La reprise fut un peu longue à venir : emportés par les conversations, grisés par ce succès d’estime, nous traînâmes un peu trop longtemps au bar et à la terrasse du restau pour fumer une cigarette et refaire le concert. C’est au bout d’une bonne demi-heure que nous relançâmes la machine. Dans cet intervalle plusieurs personnes avaient déserté la piste pour aller se restaurer ailleurs.
Pierrot et moi eûmes une petite frayeur sur l’entame du Blues du dentiste lorsqu’après son tour d’intro il attendit que le Barde entre en piste. Au lieu de marquer le rythme à l’invite de Pierrot, Jésou se pencha vers lui, sur le ton de la confidence et lui murmura (en fait il cria) « Pierrot : A 9h, mate la petite blonde ! » Pierrot du relancer deux fois l’intro avant que notre Jésou veuille bien détourner les yeux de sa groupie virtuelle et faire le job. Cependant il fut impérial sur Love In Vain et contribua à la charge émotionnelle qui se dégagea de notre interprétation.
Nous déroulâmes le reste de la playlist sans fait notable, si ce n’est que ces titres éprouvés coulaient sans difficultés.

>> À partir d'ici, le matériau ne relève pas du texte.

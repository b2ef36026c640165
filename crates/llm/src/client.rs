use async_trait::async_trait;
use cordchat_common::{CordChatError, Result};
use reqwest::{Client, StatusCode};
use std::time::Duration;
use tracing::{debug, info, warn};

use crate::llm_trait::LlmClient;
use crate::types::{ApiErrorBody, ChatRequest, ChatResponse, EmbeddingRequest, EmbeddingResponse};

/// Inputs sent per embeddings call by [`OpenAiClient::embed_batched`]
pub const DEFAULT_EMBED_BATCH_SIZE: usize = 100;

const MAX_RETRIES: u32 = 3;

/// Wait before the first retry; doubled for each further attempt
const RETRY_BASE_DELAY: Duration = Duration::from_secs(1);

/// Failure of a single attempt, tagged with whether retrying can help
struct AttemptError {
    error: CordChatError,
    retryable: bool,
}

impl AttemptError {
    fn retryable(error: CordChatError) -> Self {
        Self {
            error,
            retryable: true,
        }
    }

    fn fatal(error: CordChatError) -> Self {
        Self {
            error,
            retryable: false,
        }
    }
}

/// OpenAI-compatible API client
#[derive(Debug, Clone)]
pub struct OpenAiClient {
    base_url: String,
    api_key: String,
    client: Client,
    retry_base_delay: Duration,
}

impl OpenAiClient {
    /// Create new client
    pub fn new(
        base_url: impl Into<String>,
        api_key: impl Into<String>,
        timeout: Duration,
    ) -> Result<Self> {
        let base_url = base_url.into().trim_end_matches('/').to_string();
        let api_key = api_key.into();
        if api_key.trim().is_empty() {
            return Err(CordChatError::config("OpenAI API key is empty"));
        }

        let client = Client::builder()
            .timeout(timeout)
            .build()
            .map_err(|e| anyhow::anyhow!("Failed to create HTTP client: {}", e))?;

        info!("OpenAI client initialized: {}", base_url);
        Ok(Self {
            base_url,
            api_key,
            client,
            retry_base_delay: RETRY_BASE_DELAY,
        })
    }

    /// Override the backoff base (1s by default)
    pub fn with_retry_delay(mut self, delay: Duration) -> Self {
        self.retry_base_delay = delay;
        self
    }

    /// Base URL requests are sent to
    pub fn base_url(&self) -> &str {
        &self.base_url
    }

    /// Generate a chat completion (with retry logic)
    pub async fn chat_completion(&self, request: &ChatRequest) -> Result<String> {
        let url = format!("{}/chat/completions", self.base_url);

        debug!(
            "Sending chat request - Model: {}, Messages: {}, Prompt length: {}",
            request.model,
            request.messages.len(),
            request.messages.iter().map(|m| m.content.len()).sum::<usize>()
        );

        let response: ChatResponse = self.post_with_retry(&url, request, "chat").await?;

        if let Some(usage) = response.usage {
            debug!(
                "Chat usage - prompt: {}, completion: {}",
                usage.prompt_tokens, usage.completion_tokens
            );
        }

        match response.first_content() {
            Some(content) if !content.trim().is_empty() => Ok(content.to_string()),
            _ => Err(CordChatError::llm("Empty response from chat completion API")),
        }
    }

    /// Embed a batch of inputs in a single call (with retry logic)
    pub async fn embeddings(&self, model: &str, inputs: &[String]) -> Result<Vec<Vec<f32>>> {
        if inputs.is_empty() {
            return Ok(Vec::new());
        }

        let url = format!("{}/embeddings", self.base_url);
        let request = EmbeddingRequest {
            model: model.to_string(),
            input: inputs.to_vec(),
        };

        debug!("Generating embeddings - Model: {}, Inputs: {}", model, inputs.len());

        let response: EmbeddingResponse = self.post_with_retry(&url, &request, "embedding").await?;
        let embeddings = response.into_ordered();

        if embeddings.len() != inputs.len() {
            return Err(CordChatError::llm(format!(
                "Embedding count mismatch: sent {}, received {}",
                inputs.len(),
                embeddings.len()
            )));
        }
        if embeddings.iter().any(|e| e.is_empty()) {
            return Err(CordChatError::llm("Empty embedding from API"));
        }

        debug!(
            "Received embeddings - Dimension: {}",
            embeddings.first().map(|e| e.len()).unwrap_or(0)
        );
        Ok(embeddings)
    }

    /// Embed any number of inputs, `batch_size` per request
    pub async fn embed_batched(
        &self,
        model: &str,
        inputs: &[String],
        batch_size: usize,
    ) -> Result<Vec<Vec<f32>>> {
        let batch_size = batch_size.max(1);
        let total_batches = inputs.len().div_ceil(batch_size);
        let mut all = Vec::with_capacity(inputs.len());

        for (i, batch) in inputs.chunks(batch_size).enumerate() {
            debug!("Embedding batch {}/{}", i + 1, total_batches);
            all.extend(self.embeddings(model, batch).await?);
        }

        Ok(all)
    }

    /// POST a JSON body, retrying transient failures with exponential backoff
    async fn post_with_retry<B, T>(&self, url: &str, body: &B, what: &str) -> Result<T>
    where
        B: serde::Serialize + ?Sized,
        T: serde::de::DeserializeOwned,
    {
        let mut last_error = None;

        for attempt in 1..=MAX_RETRIES {
            match self.try_post(url, body).await {
                Ok(value) => return Ok(value),
                Err(AttemptError {
                    error,
                    retryable: false,
                }) => return Err(error),
                Err(AttemptError { error, .. }) => {
                    if attempt < MAX_RETRIES {
                        let delay = self.retry_base_delay * 2u32.pow(attempt - 1);
                        warn!(
                            "{} request failed (attempt {}/{}): {}. Retrying in {:?}...",
                            what, attempt, MAX_RETRIES, error, delay
                        );
                        tokio::time::sleep(delay).await;
                    }
                    last_error = Some(error);
                }
            }
        }

        Err(last_error.unwrap_or_else(|| CordChatError::llm("All retries failed")))
    }

    /// Single attempt
    async fn try_post<B, T>(&self, url: &str, body: &B) -> std::result::Result<T, AttemptError>
    where
        B: serde::Serialize + ?Sized,
        T: serde::de::DeserializeOwned,
    {
        let response = self
            .client
            .post(url)
            .bearer_auth(&self.api_key)
            .json(body)
            .send()
            .await
            .map_err(|e| {
                AttemptError::retryable(CordChatError::network(format!(
                    "Failed to send request: {}",
                    e
                )))
            })?;

        let status = response.status();
        if !status.is_success() {
            let text = response.text().await.unwrap_or_default();
            let error = api_error(status, &text);
            return Err(if is_retryable_status(status) {
                AttemptError::retryable(error)
            } else {
                AttemptError::fatal(error)
            });
        }

        response.json::<T>().await.map_err(|e| {
            AttemptError::fatal(CordChatError::llm(format!("Failed to parse response: {}", e)))
        })
    }
}

/// Rate limits and server-side failures are worth retrying
fn is_retryable_status(status: StatusCode) -> bool {
    status == StatusCode::TOO_MANY_REQUESTS || status.is_server_error()
}

/// Map an error response to a typed error, using the API's message when present
fn api_error(status: StatusCode, body: &str) -> CordChatError {
    let message = serde_json::from_str::<ApiErrorBody>(body)
        .map(|b| match b.error.kind {
            Some(kind) => format!("{} ({})", b.error.message, kind),
            None => b.error.message,
        })
        .unwrap_or_else(|_| body.chars().take(300).collect());

    match status {
        StatusCode::UNAUTHORIZED | StatusCode::FORBIDDEN => {
            CordChatError::unauthorized(format!("API rejected credentials: {}", message))
        }
        _ => CordChatError::llm(format!("API error {}: {}", status, message)),
    }
}

#[async_trait]
impl LlmClient for OpenAiClient {
    async fn chat(&self, request: ChatRequest) -> Result<String> {
        self.chat_completion(&request).await
    }

    async fn embed(&self, model: &str, inputs: &[String]) -> Result<Vec<Vec<f32>>> {
        self.embed_batched(model, inputs, DEFAULT_EMBED_BATCH_SIZE).await
    }

    async fn test_connection(&self) -> Result<bool> {
        let url = format!("{}/models", self.base_url);

        let response = self
            .client
            .get(&url)
            .bearer_auth(&self.api_key)
            .send()
            .await
            .map_err(|e| CordChatError::network(format!("Failed to connect to API: {}", e)))?;
        Ok(response.status().is_success())
    }
}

Je présentai les membres du groupe sur le dernier solo de Caroline, remerciai le public, faisant mine de glisser le micro sur son support et m’éloigner, mais le public n’en eut cure et scanda le rappel. Il le fit par cinq fois avant qu’à bout de munitions nous ne déposions les armes et rendions leur liberté aux aficionados. Nous n’avions jamais joué aussi longtemps.
L’animation musicale fut désormais assurée par l’iphone d’Hubert puis par le duo improvisé Philou/Myriam qui parcoururent en tous sens des bribes de standards de la variété française, mais nous étions encore dans notre monde, il ne s’était pas écroulé, et nous le colorions des souvenirs déjà construits de cet instant suspendu dont nous venions de faire l’expérience, parcourant jusqu’à satiété les temps forts du concert, étrangers au vacarme ambiant, pelotonnés dans notre douillette bulle musicale dont les fines parois ne se dissolvèrent que plus tard sur la terrasse du restaurant, en douceur, comme on se réveille d’un rêve particulièrement agréable.
Après un dernier café nous quittâmes la salle vers 1h, repus de plaisir, épuisés par ce marathon musical, après que j’aie distribué des exemplaires de l’affiche du concert à mes valeureux collègues et que chacun y ait apposé sa signature dans une séance d’auto-dédicace surréaliste.